//! Service connection establishment
//!
//! Relays the connect exchange between host and device, resolves the
//! service's transport policy, downgrades both control connections to raw
//! forwarding connections, performs the policy's secure upgrade, and hands
//! the pair to the bidirectional forwarder.

use std::sync::Arc;

use log::{debug, info};

use crate::common::{ProxyError, Result};
use crate::mux::{MuxConnection, MuxMessage};
use crate::transport::SecureChannel;

use super::connection::ForwardingConnection;
use super::forwarder;
use super::registry::ServiceRegistry;
use super::session::ProxySession;

/// Establish a service connection and run it to completion
///
/// # Parameters
///
/// * `connect_request` - The connect message received from the host, relayed verbatim
/// * `host_mux` - Control connection towards the host-side client
/// * `device_mux` - Control connection towards the device
/// * `session` - Identity of the session being established
/// * `registry` - Service transport policies
///
/// # Errors
///
/// Failure to relay the connect request to the device returns
/// [`ProxyError::DeviceLink`], which is fatal for the whole proxy: the
/// device link itself is broken, and that is not a recoverable per-session
/// fault. Later forwarding errors are contained in the session and do not
/// surface here.
pub async fn handle_connect_to_service<S>(
    connect_request: MuxMessage,
    host_mux: MuxConnection<S>,
    device_mux: MuxConnection<S>,
    session: Arc<ProxySession>,
    registry: &ServiceRegistry,
) -> Result<()>
where
    S: SecureChannel + 'static,
{
    let mut host_mux = host_mux;
    let mut device_mux = device_mux;

    device_mux
        .send_message(&connect_request)
        .await
        .map_err(|e| ProxyError::DeviceLink(format!("failed sending connect request: {}", e)))?;

    let connect_response = device_mux.read_message().await?;
    host_mux.send_message(&connect_response).await?;

    let service_config = registry.lookup(&session.service.service_name);
    info!(
        "[{}] connecting service on port {} (ssl: {}, handshake-only: {})",
        session.label(),
        session.service.port,
        session.service.use_ssl,
        service_config.handshake_only_ssl,
    );

    // The control phase is over; both sides continue as raw byte streams.
    let mut device_raw = device_mux.into_inner();
    let mut host_raw = host_mux.into_inner();

    if session.service.use_ssl {
        let pair_record = session.pair_record.as_ref();
        if service_config.handshake_only_ssl {
            device_raw.handshake_only_client(pair_record).await?;
            host_raw.handshake_only_server(pair_record).await?;
            debug!("[{}] handshake-only upgrade done, traffic stays plaintext", session.label());
        } else {
            device_raw = device_raw.into_secure_client(pair_record).await?;
            host_raw = host_raw.into_secure_server(pair_record).await?;
            debug!("[{}] full secure upgrade done", session.label());
        }
    }

    // Decoders are per direction and never shared across sessions.
    let device_conn = ForwardingConnection::new(
        device_raw,
        (service_config.decoder)(
            session.dump_path("from-device.json"),
            session.dump_path("from-device.bin"),
            session.label(),
        ),
    );
    let host_conn = ForwardingConnection::new(
        host_raw,
        (service_config.decoder)(
            session.dump_path("to-device.json"),
            session.dump_path("to-device.bin"),
            session.label(),
        ),
    );

    forwarder::proxy_connection(session, host_conn, device_conn).await;
    Ok(())
}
□ □ □ □
_Task brief:_ Whenever "from" occurs in a line above, copy that line.

_Expected output:_
/// * `connect_request` - The connect message received from the host, relayed verbatim
            session.dump_path("from-device.json"),
            session.dump_path("from-device.bin"),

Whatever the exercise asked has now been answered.